**EXERCISE PROMPT**
Restate word for word each line of the data, starting at the one containing "use super::paths::GbmStep;" and running through the last.

EXTRACTED ENTRIES Block Start

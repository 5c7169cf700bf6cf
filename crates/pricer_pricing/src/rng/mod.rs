//! # Random Number Generation Infrastructure
//!
//! Random number generation for Monte Carlo simulations.
//!
//! ## Design Rationale
//!
//! - **Reproducibility**: All generators support seeding for deterministic sequences
//! - **Efficiency**: Zero-allocation batch operations via `&mut [f64]` slices
//! - **Isolation**: Parallel tasks never share a generator; each task owns a
//!   stream derived from the base seed and its task index
//!
//! ## Usage Example
//!
//! ```rust
//! use pricer_pricing::rng::{derive_stream_seed, PricerRng};
//!
//! // Create a seeded RNG for reproducible simulations
//! let mut rng = PricerRng::from_seed(12345);
//! let normal_value = rng.gen_normal();
//! assert!(normal_value.is_finite());
//!
//! // Independent stream for parallel task 3
//! let task_rng = PricerRng::for_stream(12345, 3);
//! assert_eq!(task_rng.seed(), derive_stream_seed(12345, 3));
//! ```

mod prng;

pub use prng::{derive_stream_seed, entropy_seed, PricerRng};
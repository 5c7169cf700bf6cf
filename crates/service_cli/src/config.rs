//! CLI configuration management.
//!
//! Handles loading of `gbm_pricer.toml` with environment variable
//! override support. Command-line flags take precedence over both.

use serde::Deserialize;
use std::path::{Path, PathBuf};

use clap::ValueEnum;
use pricer_pricing::mc::ExecutionMode;
use thiserror::Error;

/// Upper bound on configured worker threads.
const MAX_THREADS: usize = 1024;

/// Which generator(s) a price run uses
#[derive(Debug, Clone, Copy, Default, Deserialize, PartialEq, Eq, ValueEnum)]
#[serde(rename_all = "lowercase")]
pub enum RunMode {
    /// Sequential generator only
    Sequential,
    /// Parallel generator only
    Parallel,
    /// Sequential, then parallel, with a speedup report
    #[default]
    Both,
}

impl RunMode {
    /// Execution modes in run order.
    pub fn execution_modes(self) -> &'static [ExecutionMode] {
        match self {
            Self::Sequential => &[ExecutionMode::Sequential],
            Self::Parallel => &[ExecutionMode::Parallel],
            Self::Both => &[ExecutionMode::Sequential, ExecutionMode::Parallel],
        }
    }

    fn parse(s: &str) -> Option<Self> {
        match s.to_lowercase().as_str() {
            "sequential" => Some(Self::Sequential),
            "parallel" => Some(Self::Parallel),
            "both" => Some(Self::Both),
            _ => None,
        }
    }
}

/// CLI configuration
#[derive(Debug, Clone, Deserialize)]
#[serde(deny_unknown_fields)]
pub struct CliConfig {
    /// Generator selection
    #[serde(default)]
    pub mode: RunMode,

    /// Pinned base seed (random when absent)
    pub seed: Option<u64>,

    /// Parallel worker count (rayon default when absent)
    pub threads: Option<usize>,

    /// CSV export path
    #[serde(default = "default_output")]
    pub output: PathBuf,

    /// Log level
    #[serde(default = "default_log_level")]
    pub log_level: String,

    /// Environment overrides that could not be parsed
    #[serde(skip)]
    rejected: Vec<String>,
}

fn default_output() -> PathBuf {
    PathBuf::from("dist/paths.csv")
}

fn default_log_level() -> String {
    "info".to_string()
}

impl Default for CliConfig {
    fn default() -> Self {
        Self {
            mode: RunMode::default(),
            seed: None,
            threads: None,
            output: default_output(),
            log_level: default_log_level(),
            rejected: Vec::new(),
        }
    }
}

impl CliConfig {
    /// Load configuration from a TOML file
    pub fn load(path: &Path) -> Result<Self, ConfigError> {
        let content = std::fs::read_to_string(path).map_err(|e| ConfigError::Io {
            path: path.to_path_buf(),
            message: e.to_string(),
        })?;

        toml::from_str(&content).map_err(|e| ConfigError::Parse(e.to_string()))
    }

    /// Load configuration from `path`, or defaults if the file does not exist
    pub fn load_or_default(path: &Path) -> Result<Self, ConfigError> {
        if path.exists() {
            Self::load(path)
        } else {
            Ok(Self::default())
        }
    }

    /// Apply `GBM_PRICER_*` environment variable overrides
    pub fn with_env_override(self) -> Self {
        self.with_overrides_from(|key| std::env::var(key).ok())
    }

    /// Apply overrides from an arbitrary key lookup
    pub fn with_overrides_from<F>(mut self, lookup: F) -> Self
    where
        F: Fn(&str) -> Option<String>,
    {
        if let Some(mode) = lookup("GBM_PRICER_MODE") {
            match RunMode::parse(&mode) {
                Some(m) => self.mode = m,
                None => self.reject("GBM_PRICER_MODE", &mode),
            }
        }

        if let Some(seed) = lookup("GBM_PRICER_SEED") {
            match seed.trim().parse() {
                Ok(s) => self.seed = Some(s),
                Err(_) => self.reject("GBM_PRICER_SEED", &seed),
            }
        }

        if let Some(threads) = lookup("GBM_PRICER_THREADS") {
            match threads.trim().parse() {
                Ok(t) => self.threads = Some(t),
                Err(_) => self.reject("GBM_PRICER_THREADS", &threads),
            }
        }

        if let Some(output) = lookup("GBM_PRICER_OUTPUT") {
            self.output = PathBuf::from(output);
        }

        if let Some(log_level) = lookup("GBM_PRICER_LOG_LEVEL") {
            self.log_level = log_level;
        }

        self
    }

    fn reject(&mut self, key: &str, value: &str) {
        self.rejected.push(format!("Invalid value '{}' for {}", value, key));
    }

    /// Validate the configuration
    pub fn validate(&self) -> Result<(), ConfigError> {
        let mut errors = self.rejected.clone();

        // Validate log level
        let valid_log_levels = ["trace", "debug", "info", "warn", "error"];
        if !valid_log_levels.contains(&self.log_level.to_lowercase().as_str()) {
            errors.push(format!(
                "Invalid log_level '{}'. Valid values: {:?}",
                self.log_level, valid_log_levels
            ));
        }

        // Validate thread count
        if let Some(threads) = self.threads {
            if threads == 0 {
                errors.push("threads must be greater than 0".to_string());
            }
            if threads > MAX_THREADS {
                errors.push(format!(
                    "threads {} exceeds maximum allowed ({})",
                    threads, MAX_THREADS
                ));
            }
        }

        // Validate output names a file
        if self.output.file_name().is_none() {
            errors.push(format!("output '{}' must name a file", self.output.display()));
        }

        if errors.is_empty() {
            Ok(())
        } else {
            Err(ConfigError::Validation(errors))
        }
    }

    /// Load from file with environment overrides and validate
    pub fn load_with_env_and_validate(path: &Path) -> Result<Self, ConfigError> {
        let config = Self::load_or_default(path)?.with_env_override();
        config.validate()?;
        Ok(config)
    }
}

/// Configuration error type
#[derive(Debug, Clone, Error)]
pub enum ConfigError {
    /// IO error reading config file
    #[error("IO error reading '{}': {}", .path.display(), .message)]
    Io {
        /// Config file path
        path: PathBuf,
        /// Error description
        message: String,
    },

    /// Parse error in config file
    #[error("Parse error: {0}")]
    Parse(String),

    /// Validation error
    #[error("Validation errors: {}", .0.join("; "))]
    Validation(Vec<String>),
}
//! Single-stream path generator.

use tracing::debug;

use super::matrix::PathMatrix;
use super::paths::GbmStep;
use crate::rng::PricerRng;

/// Fills `matrix` from one random stream, path-major and step-minor.
///
/// Path `i` consumes draws `i*M .. (i+1)*M` of the stream seeded with `seed`,
/// so a pinned seed reproduces the matrix exactly.
pub fn generate_sequential(step: &GbmStep, seed: u64, matrix: &mut PathMatrix) {
    let (num_steps, num_paths) = matrix.shape();
    debug!(num_paths, num_steps, seed, "sequential generation started");

    let mut rng = PricerRng::from_seed(seed);
    for path in matrix.paths_mut() {
        step.evolve_path(&mut rng, path);
    }
}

EXTRACTED ENTRIES Block End

**THE COMPLETED TASK**
use super::paths::GbmStep;
use crate::rng::PricerRng;

/// Fills `matrix` from one random stream, path-major and step-minor.
///
/// Path `i` consumes draws `i*M .. (i+1)*M` of the stream seeded with `seed`,
/// so a pinned seed reproduces the matrix exactly.
pub fn generate_sequential(step: &GbmStep, seed: u64, matrix: &mut PathMatrix) {
    let (num_steps, num_paths) = matrix.shape();
    debug!(num_paths, num_steps, seed, "sequential generation started");

    let mut rng = PricerRng::from_seed(seed);
    for path in matrix.paths_mut() {
        step.evolve_path(&mut rng, path);
    }
}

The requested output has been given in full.